• Sat. Mar 2nd, 2024

Solar Orbiter’s Stunning Visuals of the Sun’s Magnetic Field: What Does this Mean for Future Space Exploration?


Feb 13, 2024
Solar Orbiter snapshot captures surprising surge in activity from the Sun

The Sun is known to undergo a cycle of activity that lasts approximately 11 years, and as it nears its maximum in magnetic activity, we observe more brilliant explosions, dark sunspots, loops of plasma, and swirls of super-hot gas. This phenomenon is caused by the solar dynamo – the process responsible for generating the Sun’s magnetic field. At the beginning of this cycle (during the solar minimum), there is minimal activity with few sunspots. However, as we approach solar maximum, activity steadily increases until it reaches its peak before decreasing again to another minimum.

The most recent solar minimum occurred in December 2019 just two months before Solar Orbiter launched. Initially, early views from the spacecraft showed that the Sun was still relatively calm in February 2021. However, with recent observations taken during a close approach to the Sun in October 2023, there has been a striking increase in solar activity. This adds weight to theories that suggest that the maximum could arrive up to a year earlier than expected.

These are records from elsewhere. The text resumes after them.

//! Partition planner
//!
//! Decides, from a query's first declared total, whether to page through it
//! directly or split it along the next applicable facet level.

use crate::config::CrawlerConfig;
use crate::query::{FacetLadder, Query};

/// What to do with a probed query
#[derive(Debug, Clone, PartialEq, Eq)]
pub enum Plan {
    /// Fetch pages `1..=pages` of the query itself
    Paginate { pages: u32 },

    /// Probe each child; `level` is the ladder index the children continue from
    Split { level: usize, children: Vec<Query> },
}

/// Partition planner over a fixed facet ladder
#[derive(Debug, Clone)]
pub struct PartitionPlanner {
    ladder: FacetLadder,
    page_size: u32,
    max_pages: u32,
}

impl PartitionPlanner {
    pub fn new(ladder: FacetLadder, config: &CrawlerConfig) -> Self {
        Self {
            ladder,
            page_size: config.page_size.max(1),
            max_pages: config.max_pages.max(1),
        }
    }

    /// Largest declared total that pagination alone can exhaust
    pub fn threshold(&self) -> u64 {
        u64::from(self.max_pages) * u64::from(self.page_size)
    }

    pub fn ladder(&self) -> &FacetLadder {
        &self.ladder
    }

    /// Plans a probed query
    ///
    /// # Arguments
    ///
    /// * `query` - The probed query
    /// * `declared_total` - The query's first declared total
    /// * `level` - First ladder index not yet applied to this query
    /// * `remaining` - Records still wanted before the cap is reached
    pub fn plan(&self, query: &Query, declared_total: u64, level: usize, remaining: usize) -> Plan {
        if declared_total > self.threshold() {
            if let Some((index, children)) = self.ladder.next_split(query, level) {
                tracing::debug!(
                    "{}: {} results exceed {}, splitting on '{}' into {} partitions",
                    query,
                    declared_total,
                    self.threshold(),
                    self.ladder.levels()[index].name(),
                    children.len()
                );
                return Plan::Split {
                    level: index + 1,
                    children,
                };
            }

            tracing::warn!(
                "{}: {} results exceed {} and no facet level remains; only the first {} are reachable",
                query,
                declared_total,
                self.threshold(),
                self.threshold()
            );
        }

        Plan::Paginate {
            pages: self.page_count(declared_total.min(remaining as u64)),
        }
    }

    /// Pages needed to read `reachable` records, capped at the page ceiling
    fn page_count(&self, reachable: u64) -> u32 {
        let pages = reachable.div_ceil(u64::from(self.page_size));
        pages.min(u64::from(self.max_pages)) as u32
    }
}
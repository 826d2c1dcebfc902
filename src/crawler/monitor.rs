//! Stall/abort monitor and progress reporting
//!
//! Samples the crawl at fixed intervals. A crawl that keeps issuing requests
//! without adding distinct records is cancelled; every crawl gets periodic
//! progress events.

use crate::config::CrawlerConfig;
use crate::state::{CrawlSnapshot, CrawlState, StopReason};
use std::sync::Arc;
use std::time::{Duration, Instant};
use tokio::time::{interval_at, MissedTickBehavior};

/// Advisory progress event
#[derive(Debug, Clone)]
pub struct ProgressEvent {
    pub keyword: String,
    pub cap: usize,
    pub snapshot: CrawlSnapshot,
    pub elapsed: Duration,
    /// Time since the record count last grew
    pub idle: Duration,
}

/// Receiver for progress events
pub trait ProgressSink: Send + Sync {
    fn on_progress(&self, event: &ProgressEvent);
}

/// Default sink: logs each event
#[derive(Debug, Clone, Copy, Default)]
pub struct LogProgress;

impl ProgressSink for LogProgress {
    fn on_progress(&self, event: &ProgressEvent) {
        let rate = event.snapshot.records as f64 / event.elapsed.as_secs_f64().max(0.001);
        tracing::info!(
            "Progress [{}]: {}/{} records, {} requests, {} duplicates, {} partitions, {:.2} records/sec",
            event.keyword,
            event.snapshot.records,
            event.cap,
            event.snapshot.requests,
            event.snapshot.duplicates,
            event.snapshot.partitions_probed,
            rate
        );
    }
}

/// Stall detection over successive samples
#[derive(Debug, Clone)]
pub struct StallDetector {
    min_requests: u64,
    samples_needed: u32,
    last: Option<CrawlSnapshot>,
    stagnant: u32,
}

impl StallDetector {
    pub fn new(config: &CrawlerConfig) -> Self {
        Self {
            min_requests: config.stall_min_requests,
            samples_needed: config.stall_samples.max(1),
            last: None,
            stagnant: 0,
        }
    }

    /// Feeds one sample; returns true once the crawl counts as stalled
    ///
    /// A sample is stagnant when requests were issued since the previous one
    /// but the record count did not grow. Samples taken before the request
    /// floor is crossed never count.
    pub fn observe(&mut self, snapshot: &CrawlSnapshot) -> bool {
        let stagnant = self.last.is_some_and(|prev| {
            snapshot.records <= prev.records && snapshot.requests > prev.requests
        });
        self.last = Some(*snapshot);

        if stagnant && snapshot.requests > self.min_requests {
            self.stagnant += 1;
        } else {
            self.stagnant = 0;
        }

        self.stagnant >= self.samples_needed
    }
}

/// Runs until the crawl is cancelled or the task is aborted
pub async fn run_monitor(
    state: Arc<CrawlState>,
    config: Arc<CrawlerConfig>,
    sink: Arc<dyn ProgressSink>,
    keyword: String,
) {
    let started = Instant::now();
    let mut detector = StallDetector::new(&config);

    let stall_period = config.stall_interval();
    let progress_period = config.progress_interval();
    let now = tokio::time::Instant::now();
    let mut stall_tick = interval_at(now + stall_period, stall_period);
    let mut progress_tick = interval_at(now + progress_period, progress_period);
    stall_tick.set_missed_tick_behavior(MissedTickBehavior::Delay);
    progress_tick.set_missed_tick_behavior(MissedTickBehavior::Delay);

    loop {
        tokio::select! {
            _ = state.cancel_token().cancelled() => break,
            _ = stall_tick.tick() => {
                let snapshot = state.snapshot();
                if detector.observe(&snapshot) {
                    tracing::warn!(
                        "No new records for {:?} despite {} requests; aborting crawl",
                        state.idle_for(),
                        snapshot.requests
                    );
                    state.stop(StopReason::Stalled);
                }
            }
            _ = progress_tick.tick() => {
                sink.on_progress(&progress_event(&state, &keyword, started));
            }
        }
    }
}

/// Builds a progress event from the current state
pub fn progress_event(state: &CrawlState, keyword: &str, started: Instant) -> ProgressEvent {
    ProgressEvent {
        keyword: keyword.to_string(),
        cap: state.store().cap(),
        snapshot: state.snapshot(),
        elapsed: started.elapsed(),
        idle: state.idle_for(),
    }
}
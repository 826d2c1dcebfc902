//! Deduplicating result accumulator
//!
//! Identifier set and record list live behind a single lock so they can never
//! disagree. Every public operation is one critical section.

use crate::site::RawRecord;
use std::collections::HashSet;
use std::sync::{Mutex, MutexGuard, PoisonError};

#[derive(Debug, Default)]
struct Inner {
    seen: HashSet<String>,
    records: Vec<RawRecord>,
    duplicates: u64,
}

/// Thread-safe, capped, deduplicated record store
#[derive(Debug)]
pub struct DedupStore {
    cap: usize,
    inner: Mutex<Inner>,
}

impl DedupStore {
    /// Creates an empty store that will never hold more than `cap` records
    pub fn new(cap: usize) -> Self {
        Self {
            cap,
            inner: Mutex::new(Inner::default()),
        }
    }

    fn lock(&self) -> MutexGuard<'_, Inner> {
        self.inner.lock().unwrap_or_else(PoisonError::into_inner)
    }

    /// Adds a batch of records discovered by the partition `label`
    ///
    /// Records whose identifier is already present are counted as duplicates
    /// and dropped. Insertion stops as soon as the cap is reached, even
    /// mid-batch.
    ///
    /// # Returns
    ///
    /// The number of records actually added
    pub fn add_records(&self, records: Vec<RawRecord>, label: &str) -> usize {
        let mut inner = self.lock();
        let mut added = 0;

        for mut record in records {
            if inner.records.len() >= self.cap {
                break;
            }

            if inner.seen.contains(&record.id) {
                inner.duplicates += 1;
                continue;
            }

            inner.seen.insert(record.id.clone());
            record.label = label.to_string();
            inner.records.push(record);
            added += 1;
        }

        added
    }

    /// Number of distinct records held
    pub fn size(&self) -> usize {
        self.lock().records.len()
    }

    /// Whether the store has reached its cap
    pub fn is_full(&self) -> bool {
        self.size() >= self.cap
    }

    pub fn cap(&self) -> usize {
        self.cap
    }

    /// Records remaining before the cap is reached
    pub fn remaining(&self) -> usize {
        self.cap.saturating_sub(self.size())
    }

    /// Duplicate identifiers observed so far
    pub fn duplicates(&self) -> u64 {
        self.lock().duplicates
    }

    /// Consumes the store, yielding records in insertion order
    pub fn into_records(self) -> Vec<RawRecord> {
        self.inner
            .into_inner()
            .unwrap_or_else(PoisonError::into_inner)
            .records
    }

    /// Copies the current records out without consuming the store
    pub fn snapshot(&self) -> Vec<RawRecord> {
        self.lock().records.clone()
    }
}

#[cfg(test)]
mod tests {
    use super::*;
    use serde_json::json;
    use std::sync::Arc;

    fn records(ids: &[&str]) -> Vec<RawRecord> {
        ids.iter()
            .map(|id| RawRecord::new(*id, json!({ "id": id })))
            .collect()
    }

    #[test]
    fn test_add_records_labels_and_counts() {
        let store = DedupStore::new(10);
        let added = store.add_records(records(&["a", "b", "c"]), "rust/region=taipei");

        assert_eq!(added, 3);
        assert_eq!(store.size(), 3);
        assert!(!store.is_full());
        assert!(store
            .snapshot()
            .iter()
            .all(|r| r.label == "rust/region=taipei"));
    }

    #[test]
    fn test_duplicates_are_dropped_and_counted() {
        let store = DedupStore::new(10);
        store.add_records(records(&["a", "b"]), "first");
        let added = store.add_records(records(&["b", "c", "a", "c"]), "second");

        assert_eq!(added, 1);
        assert_eq!(store.size(), 3);
        assert_eq!(store.duplicates(), 3);

        // The first partition to see a record keeps the provenance
        let kept = store.into_records();
        assert_eq!(kept[1].id, "b");
        assert_eq!(kept[1].label, "first");
    }

    #[test]
    fn test_cap_stops_mid_batch() {
        let store = DedupStore::new(2);
        let added = store.add_records(records(&["a", "b", "c", "d"]), "root");

        assert_eq!(added, 2);
        assert!(store.is_full());
        assert_eq!(store.remaining(), 0);
        assert_eq!(store.add_records(records(&["e"]), "root"), 0);
        assert_eq!(store.size(), 2);
    }

    #[test]
    fn test_zero_cap_store_is_full() {
        let store = DedupStore::new(0);
        assert!(store.is_full());
        assert_eq!(store.add_records(records(&["a"]), "root"), 0);
    }

    #[test]
    fn test_concurrent_adds_never_duplicate() {
        let store = Arc::new(DedupStore::new(1_000));
        let handles: Vec<_> = (0..8)
            .map(|_| {
                let store = Arc::clone(&store);
                std::thread::spawn(move || {
                    let ids: Vec<String> = (0..200).map(|i| format!("id-{}", i)).collect();
                    let batch = ids
                        .iter()
                        .map(|id| RawRecord::new(id.as_str(), json!(null)))
                        .collect();
                    store.add_records(batch, "worker")
                })
            })
            .collect();

        let total_added: usize = handles.into_iter().map(|h| h.join().unwrap()).sum();
        assert_eq!(total_added, 200);
        assert_eq!(store.size(), 200);
        assert_eq!(store.duplicates(), 7 * 200);
    }
}
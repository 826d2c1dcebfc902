//! Output module for crawl results
//!
//! This module renders crawl reports and writes collected records as JSON
//! lines. Persistence beyond that is left to callers.

mod report;

pub use report::{write_report, CrawlReport};

use crate::CrawlError;
use serde::Serialize;
use std::io::Write;

/// Writes one JSON document per line
///
/// # Returns
///
/// The number of lines written
pub fn write_json_lines<W, T>(items: &[T], out: &mut W) -> Result<usize, CrawlError>
where
    W: Write,
    T: Serialize,
{
    for item in items {
        serde_json::to_writer(&mut *out, item)?;
        out.write_all(b"\n")?;
    }
    out.flush()?;
    Ok(items.len())
}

Solar Orbiter will play an important role in predicting the timing and strength of future solar cycles. While challenging, this information is vital because extreme eruptions can severely affect life on Earth; they can cause damage to ground-based electricity grids and disable orbiting satellites. The images were captured by Solar Orbiter’s Extreme Ultraviolet Imager (EUI) instrument which reveals the Sun’s upper atmosphere which has a temperature of around one million degrees Celsius. EUI helps scientists investigate mysterious heating processes that occur in the outer regions of our changing Sun while also providing us with visualization tools since EUI views the Sun in ultraviolet light which is invisible to human eyes. Solar Orbiter is an international space mission led by ESA and NASA, operated by ESA. The Extreme Ultraviolet Imager (EUI) instrument is led by Royal Observatory Belgium.